> [Exercise aim]:
Could you please return each line of the data that has the word "TileScheduler"?

> [The data]:
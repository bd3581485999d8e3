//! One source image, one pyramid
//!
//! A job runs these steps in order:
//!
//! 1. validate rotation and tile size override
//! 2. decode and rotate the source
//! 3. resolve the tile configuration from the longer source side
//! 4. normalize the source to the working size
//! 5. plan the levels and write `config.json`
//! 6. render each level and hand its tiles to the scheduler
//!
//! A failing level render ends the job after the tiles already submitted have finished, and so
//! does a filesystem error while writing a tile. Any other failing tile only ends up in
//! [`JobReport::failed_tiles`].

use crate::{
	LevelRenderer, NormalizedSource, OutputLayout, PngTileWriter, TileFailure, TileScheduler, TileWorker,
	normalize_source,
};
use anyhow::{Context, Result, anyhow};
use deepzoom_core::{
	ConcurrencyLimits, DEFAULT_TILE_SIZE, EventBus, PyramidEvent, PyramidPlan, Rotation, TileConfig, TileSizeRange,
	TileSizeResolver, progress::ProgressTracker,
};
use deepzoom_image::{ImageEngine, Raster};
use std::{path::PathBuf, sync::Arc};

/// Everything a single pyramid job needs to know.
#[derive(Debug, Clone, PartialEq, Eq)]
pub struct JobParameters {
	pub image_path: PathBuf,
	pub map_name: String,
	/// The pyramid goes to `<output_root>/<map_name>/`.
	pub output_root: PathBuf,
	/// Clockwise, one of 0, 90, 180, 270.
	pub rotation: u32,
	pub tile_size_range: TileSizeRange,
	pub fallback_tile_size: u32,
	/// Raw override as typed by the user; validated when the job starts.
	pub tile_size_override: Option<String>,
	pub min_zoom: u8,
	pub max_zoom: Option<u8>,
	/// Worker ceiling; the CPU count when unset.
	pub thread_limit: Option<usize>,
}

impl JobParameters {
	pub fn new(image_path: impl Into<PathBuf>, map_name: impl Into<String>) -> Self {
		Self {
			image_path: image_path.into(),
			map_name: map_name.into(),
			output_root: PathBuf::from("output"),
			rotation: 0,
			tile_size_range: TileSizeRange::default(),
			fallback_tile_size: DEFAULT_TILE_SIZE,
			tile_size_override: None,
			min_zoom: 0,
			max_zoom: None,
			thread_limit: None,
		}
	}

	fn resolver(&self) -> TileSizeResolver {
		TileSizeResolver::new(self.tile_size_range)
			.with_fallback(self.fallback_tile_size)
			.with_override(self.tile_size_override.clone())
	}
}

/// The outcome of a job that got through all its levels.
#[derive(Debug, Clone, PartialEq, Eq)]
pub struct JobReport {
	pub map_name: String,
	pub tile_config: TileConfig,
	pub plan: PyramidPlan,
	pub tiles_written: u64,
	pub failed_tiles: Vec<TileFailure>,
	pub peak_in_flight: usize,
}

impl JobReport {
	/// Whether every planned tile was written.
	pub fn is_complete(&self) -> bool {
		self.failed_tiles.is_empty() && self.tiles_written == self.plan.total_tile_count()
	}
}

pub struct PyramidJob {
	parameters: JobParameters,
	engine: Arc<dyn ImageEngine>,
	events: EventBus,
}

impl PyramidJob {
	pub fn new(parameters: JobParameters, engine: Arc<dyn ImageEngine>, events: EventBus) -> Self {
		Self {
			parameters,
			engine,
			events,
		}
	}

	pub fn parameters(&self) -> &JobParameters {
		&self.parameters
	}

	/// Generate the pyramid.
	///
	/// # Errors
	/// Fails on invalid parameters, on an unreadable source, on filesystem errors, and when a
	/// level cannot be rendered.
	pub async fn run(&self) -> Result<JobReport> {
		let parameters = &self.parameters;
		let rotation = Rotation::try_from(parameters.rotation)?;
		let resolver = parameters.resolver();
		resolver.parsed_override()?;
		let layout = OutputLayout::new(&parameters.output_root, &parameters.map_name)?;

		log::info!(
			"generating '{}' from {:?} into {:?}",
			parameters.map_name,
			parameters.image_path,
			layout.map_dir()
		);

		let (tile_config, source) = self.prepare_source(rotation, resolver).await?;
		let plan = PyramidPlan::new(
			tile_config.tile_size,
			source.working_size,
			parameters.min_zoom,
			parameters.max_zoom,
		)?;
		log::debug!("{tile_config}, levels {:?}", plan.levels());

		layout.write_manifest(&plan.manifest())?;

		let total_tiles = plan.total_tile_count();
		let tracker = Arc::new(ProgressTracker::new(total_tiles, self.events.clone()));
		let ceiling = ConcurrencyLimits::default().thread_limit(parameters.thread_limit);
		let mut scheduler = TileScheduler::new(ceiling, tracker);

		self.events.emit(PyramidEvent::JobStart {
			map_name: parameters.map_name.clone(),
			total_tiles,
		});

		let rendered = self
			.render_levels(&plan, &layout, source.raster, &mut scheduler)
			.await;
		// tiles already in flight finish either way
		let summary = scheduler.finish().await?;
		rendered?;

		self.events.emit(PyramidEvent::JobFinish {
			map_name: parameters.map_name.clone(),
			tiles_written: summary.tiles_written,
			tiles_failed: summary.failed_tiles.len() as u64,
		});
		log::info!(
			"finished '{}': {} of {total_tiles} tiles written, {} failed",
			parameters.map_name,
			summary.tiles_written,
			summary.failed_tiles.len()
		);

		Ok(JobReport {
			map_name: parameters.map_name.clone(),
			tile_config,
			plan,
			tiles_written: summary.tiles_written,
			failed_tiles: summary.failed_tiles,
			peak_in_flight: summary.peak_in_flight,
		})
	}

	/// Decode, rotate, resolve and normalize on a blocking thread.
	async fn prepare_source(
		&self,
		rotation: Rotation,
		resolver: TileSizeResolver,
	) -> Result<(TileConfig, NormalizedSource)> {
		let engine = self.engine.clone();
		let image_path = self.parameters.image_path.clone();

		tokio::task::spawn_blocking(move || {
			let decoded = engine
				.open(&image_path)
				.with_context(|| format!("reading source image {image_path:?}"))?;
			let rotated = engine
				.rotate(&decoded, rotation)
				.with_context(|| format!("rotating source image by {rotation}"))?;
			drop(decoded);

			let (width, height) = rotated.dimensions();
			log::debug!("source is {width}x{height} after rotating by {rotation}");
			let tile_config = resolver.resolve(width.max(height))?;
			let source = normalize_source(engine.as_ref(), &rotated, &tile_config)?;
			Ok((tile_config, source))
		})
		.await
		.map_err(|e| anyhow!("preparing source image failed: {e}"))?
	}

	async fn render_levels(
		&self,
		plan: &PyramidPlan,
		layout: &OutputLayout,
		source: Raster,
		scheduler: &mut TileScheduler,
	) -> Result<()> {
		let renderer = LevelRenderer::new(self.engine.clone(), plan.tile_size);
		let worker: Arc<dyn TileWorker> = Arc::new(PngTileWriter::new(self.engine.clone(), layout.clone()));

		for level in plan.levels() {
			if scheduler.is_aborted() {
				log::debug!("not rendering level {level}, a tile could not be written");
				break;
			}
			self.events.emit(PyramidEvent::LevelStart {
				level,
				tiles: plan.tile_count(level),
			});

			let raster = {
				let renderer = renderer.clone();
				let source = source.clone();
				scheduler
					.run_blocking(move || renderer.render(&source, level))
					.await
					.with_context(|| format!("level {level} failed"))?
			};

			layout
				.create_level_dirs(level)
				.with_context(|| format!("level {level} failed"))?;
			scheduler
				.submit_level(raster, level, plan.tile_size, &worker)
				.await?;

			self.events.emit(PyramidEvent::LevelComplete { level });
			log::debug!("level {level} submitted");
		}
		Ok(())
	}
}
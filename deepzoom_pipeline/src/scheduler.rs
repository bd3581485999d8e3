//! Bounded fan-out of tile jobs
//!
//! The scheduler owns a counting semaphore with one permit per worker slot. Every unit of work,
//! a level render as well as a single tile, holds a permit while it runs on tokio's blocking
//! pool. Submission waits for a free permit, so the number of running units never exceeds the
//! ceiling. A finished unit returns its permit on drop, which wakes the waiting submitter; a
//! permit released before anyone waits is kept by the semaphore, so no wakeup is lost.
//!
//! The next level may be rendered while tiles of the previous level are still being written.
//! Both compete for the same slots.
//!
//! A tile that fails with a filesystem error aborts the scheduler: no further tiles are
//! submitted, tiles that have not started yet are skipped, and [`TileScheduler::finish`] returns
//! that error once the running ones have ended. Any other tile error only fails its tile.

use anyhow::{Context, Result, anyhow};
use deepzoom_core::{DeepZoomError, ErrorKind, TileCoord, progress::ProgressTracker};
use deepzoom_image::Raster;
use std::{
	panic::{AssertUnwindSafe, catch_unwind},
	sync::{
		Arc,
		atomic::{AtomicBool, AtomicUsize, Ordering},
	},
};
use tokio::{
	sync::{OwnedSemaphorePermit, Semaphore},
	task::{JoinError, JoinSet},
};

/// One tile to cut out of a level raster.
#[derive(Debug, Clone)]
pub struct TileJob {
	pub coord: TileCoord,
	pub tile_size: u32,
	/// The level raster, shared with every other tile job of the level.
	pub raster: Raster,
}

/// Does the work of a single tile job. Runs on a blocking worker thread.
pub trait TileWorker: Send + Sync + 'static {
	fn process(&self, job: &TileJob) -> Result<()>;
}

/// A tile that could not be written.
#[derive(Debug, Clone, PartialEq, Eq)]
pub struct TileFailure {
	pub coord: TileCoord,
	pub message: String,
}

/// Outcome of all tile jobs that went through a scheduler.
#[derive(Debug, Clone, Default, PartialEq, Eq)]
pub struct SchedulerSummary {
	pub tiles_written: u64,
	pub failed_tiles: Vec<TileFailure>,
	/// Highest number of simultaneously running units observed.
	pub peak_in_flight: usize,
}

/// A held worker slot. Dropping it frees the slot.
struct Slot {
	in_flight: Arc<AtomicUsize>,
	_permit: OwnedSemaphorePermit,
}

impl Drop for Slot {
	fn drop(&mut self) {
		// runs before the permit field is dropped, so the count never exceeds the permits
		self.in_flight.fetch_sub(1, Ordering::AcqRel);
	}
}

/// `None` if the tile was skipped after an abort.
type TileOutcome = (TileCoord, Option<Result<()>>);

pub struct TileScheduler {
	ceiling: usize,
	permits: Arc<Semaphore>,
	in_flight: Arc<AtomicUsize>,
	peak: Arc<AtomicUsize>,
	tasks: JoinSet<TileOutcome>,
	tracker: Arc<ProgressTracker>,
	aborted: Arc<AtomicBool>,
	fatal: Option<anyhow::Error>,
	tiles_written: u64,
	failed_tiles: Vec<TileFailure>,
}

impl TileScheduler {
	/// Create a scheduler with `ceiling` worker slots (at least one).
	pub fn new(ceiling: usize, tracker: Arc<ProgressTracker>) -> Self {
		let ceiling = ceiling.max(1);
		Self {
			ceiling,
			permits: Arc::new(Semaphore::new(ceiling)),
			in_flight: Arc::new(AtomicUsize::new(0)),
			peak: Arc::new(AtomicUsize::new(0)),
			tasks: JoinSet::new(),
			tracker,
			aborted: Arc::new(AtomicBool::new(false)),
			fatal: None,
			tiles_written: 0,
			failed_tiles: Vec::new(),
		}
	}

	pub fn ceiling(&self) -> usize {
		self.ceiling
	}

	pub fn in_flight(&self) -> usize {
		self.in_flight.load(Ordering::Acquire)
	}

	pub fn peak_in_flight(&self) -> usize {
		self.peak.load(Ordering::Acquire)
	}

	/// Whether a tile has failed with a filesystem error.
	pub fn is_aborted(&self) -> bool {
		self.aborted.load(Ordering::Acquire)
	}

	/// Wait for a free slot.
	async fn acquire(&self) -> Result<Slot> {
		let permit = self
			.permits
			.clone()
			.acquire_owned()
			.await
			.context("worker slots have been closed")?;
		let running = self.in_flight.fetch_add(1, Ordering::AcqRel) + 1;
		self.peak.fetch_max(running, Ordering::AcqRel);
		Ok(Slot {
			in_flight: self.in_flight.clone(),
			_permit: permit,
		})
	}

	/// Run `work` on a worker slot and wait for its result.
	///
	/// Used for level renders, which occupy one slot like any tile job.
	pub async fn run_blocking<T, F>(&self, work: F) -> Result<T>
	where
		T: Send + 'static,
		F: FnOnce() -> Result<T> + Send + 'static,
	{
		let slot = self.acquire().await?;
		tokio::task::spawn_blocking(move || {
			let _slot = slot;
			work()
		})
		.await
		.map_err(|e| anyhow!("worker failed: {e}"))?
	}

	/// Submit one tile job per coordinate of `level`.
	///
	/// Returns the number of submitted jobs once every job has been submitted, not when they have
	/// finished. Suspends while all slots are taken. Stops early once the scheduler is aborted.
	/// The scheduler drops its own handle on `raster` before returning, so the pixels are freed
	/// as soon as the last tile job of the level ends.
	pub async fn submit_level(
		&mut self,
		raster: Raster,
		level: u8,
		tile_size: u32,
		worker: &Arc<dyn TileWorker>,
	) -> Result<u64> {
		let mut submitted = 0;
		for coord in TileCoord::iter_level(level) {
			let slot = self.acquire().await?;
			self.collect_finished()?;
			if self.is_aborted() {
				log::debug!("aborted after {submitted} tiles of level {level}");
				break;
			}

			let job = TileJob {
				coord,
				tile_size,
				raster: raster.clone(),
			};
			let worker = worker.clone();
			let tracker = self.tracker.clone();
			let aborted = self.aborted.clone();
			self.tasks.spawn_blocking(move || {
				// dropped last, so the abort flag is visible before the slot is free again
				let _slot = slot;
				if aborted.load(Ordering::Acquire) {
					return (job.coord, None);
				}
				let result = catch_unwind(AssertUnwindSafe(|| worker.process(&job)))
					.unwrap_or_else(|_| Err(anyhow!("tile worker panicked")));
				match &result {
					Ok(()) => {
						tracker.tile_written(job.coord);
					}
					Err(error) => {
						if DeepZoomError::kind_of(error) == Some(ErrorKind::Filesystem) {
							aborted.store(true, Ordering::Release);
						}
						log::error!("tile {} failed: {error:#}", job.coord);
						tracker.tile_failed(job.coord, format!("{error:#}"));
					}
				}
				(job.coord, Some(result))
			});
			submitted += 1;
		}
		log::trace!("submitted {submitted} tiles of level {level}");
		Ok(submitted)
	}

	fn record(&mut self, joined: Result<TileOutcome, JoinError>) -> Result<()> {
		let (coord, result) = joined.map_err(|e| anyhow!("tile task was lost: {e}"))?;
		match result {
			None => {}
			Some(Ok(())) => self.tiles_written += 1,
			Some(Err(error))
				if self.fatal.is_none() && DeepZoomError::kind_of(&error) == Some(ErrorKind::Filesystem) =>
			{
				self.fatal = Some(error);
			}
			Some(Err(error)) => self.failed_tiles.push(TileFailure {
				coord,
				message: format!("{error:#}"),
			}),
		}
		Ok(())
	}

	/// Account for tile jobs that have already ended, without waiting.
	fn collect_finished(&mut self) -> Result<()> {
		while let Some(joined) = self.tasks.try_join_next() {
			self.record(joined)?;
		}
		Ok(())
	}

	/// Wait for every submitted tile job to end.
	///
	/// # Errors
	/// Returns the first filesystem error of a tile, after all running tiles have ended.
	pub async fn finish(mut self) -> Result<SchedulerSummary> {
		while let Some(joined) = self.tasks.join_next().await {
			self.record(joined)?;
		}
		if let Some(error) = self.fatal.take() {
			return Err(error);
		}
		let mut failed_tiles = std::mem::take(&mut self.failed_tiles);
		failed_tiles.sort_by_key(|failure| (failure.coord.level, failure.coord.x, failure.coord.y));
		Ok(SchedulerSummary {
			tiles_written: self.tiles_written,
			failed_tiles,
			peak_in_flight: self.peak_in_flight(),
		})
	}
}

> [Worked solution]:
	LevelRenderer, NormalizedSource, OutputLayout, PngTileWriter, TileFailure, TileScheduler, TileWorker,
		let mut scheduler = TileScheduler::new(ceiling, tracker);
		scheduler: &mut TileScheduler,
//! submitted, tiles that have not started yet are skipped, and [`TileScheduler::finish`] returns
pub struct TileScheduler {
impl TileScheduler {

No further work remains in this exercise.